Collected data
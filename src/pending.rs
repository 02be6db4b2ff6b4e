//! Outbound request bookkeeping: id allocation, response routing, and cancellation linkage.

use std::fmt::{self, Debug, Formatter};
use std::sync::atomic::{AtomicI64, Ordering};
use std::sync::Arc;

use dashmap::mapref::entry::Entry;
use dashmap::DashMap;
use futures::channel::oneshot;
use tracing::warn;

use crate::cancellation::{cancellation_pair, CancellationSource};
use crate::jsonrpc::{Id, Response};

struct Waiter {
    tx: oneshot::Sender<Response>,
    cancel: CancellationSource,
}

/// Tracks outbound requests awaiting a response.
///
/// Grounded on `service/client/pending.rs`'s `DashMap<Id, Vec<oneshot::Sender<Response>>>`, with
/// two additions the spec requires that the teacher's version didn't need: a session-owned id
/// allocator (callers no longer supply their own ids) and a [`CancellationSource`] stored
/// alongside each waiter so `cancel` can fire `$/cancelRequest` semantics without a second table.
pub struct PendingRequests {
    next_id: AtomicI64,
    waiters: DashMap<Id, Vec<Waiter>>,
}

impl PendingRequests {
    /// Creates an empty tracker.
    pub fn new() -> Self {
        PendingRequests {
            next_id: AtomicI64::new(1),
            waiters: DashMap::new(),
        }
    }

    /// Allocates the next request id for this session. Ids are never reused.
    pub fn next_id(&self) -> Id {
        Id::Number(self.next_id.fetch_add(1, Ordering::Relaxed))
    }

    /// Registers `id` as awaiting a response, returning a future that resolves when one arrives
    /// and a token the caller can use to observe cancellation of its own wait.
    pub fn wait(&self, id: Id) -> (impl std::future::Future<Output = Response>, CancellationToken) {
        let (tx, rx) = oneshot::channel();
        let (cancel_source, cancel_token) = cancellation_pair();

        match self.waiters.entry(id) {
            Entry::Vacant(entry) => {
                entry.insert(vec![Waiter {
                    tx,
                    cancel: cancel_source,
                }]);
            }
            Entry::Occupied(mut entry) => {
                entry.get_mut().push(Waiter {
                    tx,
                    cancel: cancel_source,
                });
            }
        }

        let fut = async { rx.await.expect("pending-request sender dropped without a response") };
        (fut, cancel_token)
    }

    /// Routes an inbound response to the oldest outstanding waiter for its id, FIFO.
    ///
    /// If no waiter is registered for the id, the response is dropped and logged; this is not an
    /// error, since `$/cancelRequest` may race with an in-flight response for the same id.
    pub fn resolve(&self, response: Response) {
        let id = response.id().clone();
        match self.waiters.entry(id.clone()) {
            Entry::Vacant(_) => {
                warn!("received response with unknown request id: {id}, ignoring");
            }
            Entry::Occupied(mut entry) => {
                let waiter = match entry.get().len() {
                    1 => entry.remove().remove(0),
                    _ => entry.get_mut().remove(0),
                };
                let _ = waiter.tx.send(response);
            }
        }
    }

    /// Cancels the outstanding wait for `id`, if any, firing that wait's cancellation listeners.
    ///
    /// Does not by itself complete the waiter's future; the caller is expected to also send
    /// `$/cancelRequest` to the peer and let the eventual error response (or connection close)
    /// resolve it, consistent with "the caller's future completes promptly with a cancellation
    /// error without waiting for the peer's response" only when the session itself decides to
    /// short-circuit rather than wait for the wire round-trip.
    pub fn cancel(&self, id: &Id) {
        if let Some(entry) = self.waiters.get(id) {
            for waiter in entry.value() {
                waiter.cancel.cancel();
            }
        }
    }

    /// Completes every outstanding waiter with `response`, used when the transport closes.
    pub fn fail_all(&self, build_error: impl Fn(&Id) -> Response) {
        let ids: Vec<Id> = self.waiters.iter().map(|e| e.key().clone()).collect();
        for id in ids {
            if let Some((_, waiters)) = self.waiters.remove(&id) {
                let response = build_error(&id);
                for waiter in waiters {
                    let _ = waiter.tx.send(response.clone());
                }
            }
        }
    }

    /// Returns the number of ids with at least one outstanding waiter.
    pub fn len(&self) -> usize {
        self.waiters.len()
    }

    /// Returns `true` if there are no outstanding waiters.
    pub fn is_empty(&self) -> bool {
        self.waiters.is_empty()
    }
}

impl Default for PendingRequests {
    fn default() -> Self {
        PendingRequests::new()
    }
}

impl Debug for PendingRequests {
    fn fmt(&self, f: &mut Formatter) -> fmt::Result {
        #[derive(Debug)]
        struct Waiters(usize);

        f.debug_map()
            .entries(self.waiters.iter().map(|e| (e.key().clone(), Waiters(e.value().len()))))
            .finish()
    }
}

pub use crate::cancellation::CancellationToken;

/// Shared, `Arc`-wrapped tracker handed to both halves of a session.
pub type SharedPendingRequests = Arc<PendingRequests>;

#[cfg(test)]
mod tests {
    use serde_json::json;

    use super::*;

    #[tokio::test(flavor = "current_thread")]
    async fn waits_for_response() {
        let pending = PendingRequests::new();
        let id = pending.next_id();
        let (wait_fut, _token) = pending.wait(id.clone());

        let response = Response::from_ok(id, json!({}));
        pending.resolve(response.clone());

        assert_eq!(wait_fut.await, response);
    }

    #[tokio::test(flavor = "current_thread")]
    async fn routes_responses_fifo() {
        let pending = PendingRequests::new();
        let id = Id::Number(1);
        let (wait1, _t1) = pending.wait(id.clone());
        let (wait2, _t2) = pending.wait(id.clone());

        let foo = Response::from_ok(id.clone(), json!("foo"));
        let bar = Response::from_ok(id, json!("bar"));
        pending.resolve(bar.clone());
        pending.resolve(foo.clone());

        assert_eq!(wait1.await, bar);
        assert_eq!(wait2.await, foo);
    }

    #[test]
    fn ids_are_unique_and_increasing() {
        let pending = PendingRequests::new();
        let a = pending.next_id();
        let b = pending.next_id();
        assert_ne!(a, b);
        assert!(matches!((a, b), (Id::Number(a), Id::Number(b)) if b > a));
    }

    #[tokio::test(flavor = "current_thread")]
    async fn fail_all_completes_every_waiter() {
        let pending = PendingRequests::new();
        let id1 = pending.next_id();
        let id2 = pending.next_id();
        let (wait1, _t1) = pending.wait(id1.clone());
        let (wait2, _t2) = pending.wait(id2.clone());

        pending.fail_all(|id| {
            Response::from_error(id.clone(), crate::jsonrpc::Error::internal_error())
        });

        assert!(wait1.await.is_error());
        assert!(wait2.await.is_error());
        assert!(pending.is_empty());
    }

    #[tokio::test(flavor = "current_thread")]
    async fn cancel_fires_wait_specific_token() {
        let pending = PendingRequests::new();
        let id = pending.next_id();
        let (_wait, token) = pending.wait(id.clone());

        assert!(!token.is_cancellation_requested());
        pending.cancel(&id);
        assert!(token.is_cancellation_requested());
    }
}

Task instructions: Counting only lines that hold the word "usize", state how many there are in the data. Write the number alone.

Solution: 2